FIX consists of several steps: spatial ICA, component-wise feature extraction, classifier training (hand-labelled data), components’ classification and denoising. The ICA step is performed with MELODIC (Beckmann & Smith, 2004), similar to ALT. In contrast to FIX, ALT’s hand classification is an optional (recommended) step to validate the programs performance in any unique dataset. Not relying on manual labelling is important because it is time-consuming, operator dependent, and requires expert knowledge about signal and noise fluctuations’ spatial and temporal characteristics. AROMA was created to automate ICA-based denoising. Thus, it requires no such hand classification, but can suffer from elevated signal removal in older adult populations due to motion and its classification performance is inferior to FIX (Carone et al., 2017). ALT on the other hand offers an automated alternative to FIX with the option to adjust performance to match manual labelling if there are concerns regarding the program’s performance in diverse datasets. ALT only uses two features, while FIX uses a random forest algorithm trained on over 150 features. Given that FIX uses additional information about the independent components, it is more suited to identify subtle patterns that distinguish signal and noise components based on the manual training labels.

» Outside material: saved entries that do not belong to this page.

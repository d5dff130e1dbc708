use std::collections::HashMap;
use std::hash::BuildHasher;
use std::thread;

use ahash::RandomState;
use geo::Coord;
use parking_lot::Mutex;

use crate::feature::RoadFeature;
use crate::grid::{CellKey, GridSpec};

/// Seed for the shard hash. Fixed so shard placement is reproducible across
/// runs; placement only needs to be internally consistent, not secret.
const SHARD_HASH_SEED: usize = 0x736b_6f67;

/// Concurrent multimap from cell keys to the features clustered under them.
///
/// The key space is partitioned into independently locked shards, chosen by a
/// stable hash of the key, so concurrent inserters contend on O(1/N) of a
/// single global lock. Snapshots are copy-out: shard locks never escape.
pub struct ClusterStore {
    shards: Vec<Mutex<HashMap<CellKey, Vec<RoadFeature>>>>,
    hasher: RandomState,
}

impl ClusterStore {
    /// Create a store with the given shard count (clamped to at least one).
    pub fn new(shards: usize) -> Self {
        let shards = shards.max(1);
        Self {
            shards: (0..shards).map(|_| Mutex::new(HashMap::new())).collect(),
            hasher: RandomState::with_seed(SHARD_HASH_SEED),
        }
    }

    #[inline]
    fn shard_for(&self, key: &CellKey) -> usize {
        (self.hasher.hash_one(key) % self.shards.len() as u64) as usize
    }

    /// Append a feature under its cell key. Safe under arbitrary concurrent
    /// callers with the same or different keys.
    pub fn insert(&self, key: CellKey, feature: RoadFeature) {
        self.shards[self.shard_for(&key)]
            .lock()
            .entry(key)
            .or_default()
            .push(feature);
    }

    /// Total number of features across all clusters.
    pub fn len(&self) -> usize {
        self.shards.iter().map(|shard| shard.lock().values().map(Vec::len).sum::<usize>()).sum()
    }

    #[inline]
    pub fn is_empty(&self) -> bool {
        self.shards.iter().all(|shard| shard.lock().is_empty())
    }

    /// All keys currently present; the unit of the enrichment fan-out.
    pub fn snapshot_keys(&self) -> Vec<CellKey> {
        let mut keys = Vec::new();
        for shard in &self.shards {
            keys.extend(shard.lock().keys().copied());
        }
        keys
    }

    /// Copy-out view of every cluster. Consistent per shard, not atomic as a
    /// whole.
    pub fn snapshot(&self) -> HashMap<CellKey, Vec<RoadFeature>> {
        let mut out = HashMap::new();
        for shard in &self.shards {
            for (key, features) in shard.lock().iter() {
                out.insert(*key, features.clone());
            }
        }
        out
    }

    /// Run `f` on one cluster's feature list under its shard lock. Exactly
    /// one caller at a time can mutate a given cluster; the lock never leaks
    /// out of the closure. Returns `None` if the key is absent.
    pub fn with_cluster_mut<R>(&self, key: &CellKey, f: impl FnOnce(&mut Vec<RoadFeature>) -> R) -> Option<R> {
        let mut shard = self.shards[self.shard_for(key)].lock();
        shard.get_mut(key).map(f)
    }

    /// Remove and return every feature across all shards.
    pub fn drain(&self) -> Vec<RoadFeature> {
        let mut out = Vec::new();
        for shard in &self.shards {
            for (_, mut features) in shard.lock().drain() {
                out.append(&mut features);
            }
        }
        out
    }
}

/// Cluster a batch of features into the store in parallel, keyed by each
/// feature's representative point. Returns the features that have no
/// representative point (empty geometry) so the caller can still emit them.
pub fn cluster_features(features: Vec<RoadFeature>, grid: &GridSpec, store: &ClusterStore) -> Vec<RoadFeature> {
    if features.is_empty() {
        return Vec::new();
    }

    let workers = thread::available_parallelism()
        .map(|n| n.get())
        .unwrap_or(4)
        .min(features.len());
    let chunk_size = features.len().div_ceil(workers);
    let unclustered = Mutex::new(Vec::new());

    thread::scope(|scope| {
        let mut rest = features;
        while !rest.is_empty() {
            let take = chunk_size.min(rest.len());
            let chunk: Vec<RoadFeature> = rest.drain(..take).collect();
            let unclustered = &unclustered;
            scope.spawn(move || {
                for feature in chunk {
                    match feature.representative_point() {
                        Some([x, y]) => store.insert(grid.cell_key(Coord { x, y }), feature),
                        None => unclustered.lock().push(feature),
                    }
                }
            });
        }
    });

    unclustered.into_inner()
}

#[cfg(test)]
mod tests {
    use super::*;

    fn feature_at(x: f64, y: f64) -> RoadFeature {
        let mut feature = RoadFeature::default();
        feature.geometry.coordinates = vec![[x, y]];
        feature
    }

    #[test]
    fn inserts_append_under_the_same_key() {
        let store = ClusterStore::new(4);
        let key = CellKey::new(500, 500);
        store.insert(key, feature_at(100.0, 100.0));
        store.insert(key, feature_at(200.0, 200.0));

        let snapshot = store.snapshot();
        assert_eq!(snapshot.len(), 1);
        assert_eq!(snapshot[&key].len(), 2);
        assert_eq!(store.len(), 2);
    }

    #[test]
    fn snapshot_keys_cover_every_occupied_cell() {
        let store = ClusterStore::new(4);
        store.insert(CellKey::new(500, 500), feature_at(100.0, 100.0));
        store.insert(CellKey::new(1500, 500), feature_at(1100.0, 100.0));

        let mut keys = store.snapshot_keys();
        keys.sort();
        assert_eq!(keys, vec![CellKey::new(500, 500), CellKey::new(1500, 500)]);
    }

    #[test]
    fn clustering_preserves_every_feature() {
        let grid = GridSpec::default();
        let store = ClusterStore::new(8);
        let features: Vec<RoadFeature> = (0..1000)
            .map(|i| feature_at((i % 37) as f64 * 400.0, (i % 11) as f64 * 900.0))
            .collect();

        let unclustered = cluster_features(features, &grid, &store);
        assert!(unclustered.is_empty());
        assert_eq!(store.len(), 1000);

        let total: usize = store.snapshot().values().map(Vec::len).sum();
        assert_eq!(total, 1000);
    }

    #[test]
    fn empty_geometry_features_are_returned_unclustered() {
        let grid = GridSpec::default();
        let store = ClusterStore::new(2);
        let features = vec![RoadFeature::default(), feature_at(100.0, 100.0)];

        let unclustered = cluster_features(features, &grid, &store);
        assert_eq!(unclustered.len(), 1);
        assert_eq!(store.len(), 1);
    }

    #[test]
    fn with_cluster_mut_targets_one_cluster() {
        let store = ClusterStore::new(4);
        let key = CellKey::new(500, 500);
        store.insert(key, feature_at(100.0, 100.0));

        let updated = store.with_cluster_mut(&key, |features| {
            for feature in features.iter_mut() {
                feature.frost_depth = 1.5;
            }
            true
        });
        assert_eq!(updated, Some(true));
        assert!(store.with_cluster_mut(&CellKey::new(9500, 9500), |_| ()).is_none());

        let snapshot = store.snapshot();
        assert_eq!(snapshot[&key][0].frost_depth, 1.5);
    }

    #[test]
    fn drain_empties_the_store() {
        let store = ClusterStore::new(4);
        store.insert(CellKey::new(500, 500), feature_at(100.0, 100.0));
        store.insert(CellKey::new(1500, 500), feature_at(1100.0, 100.0));

        let drained = store.drain();
        assert_eq!(drained.len(), 2);
        assert!(store.is_empty());
    }
}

A potential limitation of this study is the relatively high quality of fMRI data we used to test ALT, which showed relatively low levels of motion despite the advanced age of the participant population that typically elevates head movement. Thus, in a noisier dataset, ALT may not always perform as well as in the above sample. Moreover, although ALT is a user-friendly alternative to FIX and AROMA, ALT still requires the installation of both FSL and either MATLAB or the free alternative Octave. We hope that ALT will make ICA denoising more accessible and facilitate the assessment of denoising algorithms to ensure the highest quality of resting-state fMRI data possible.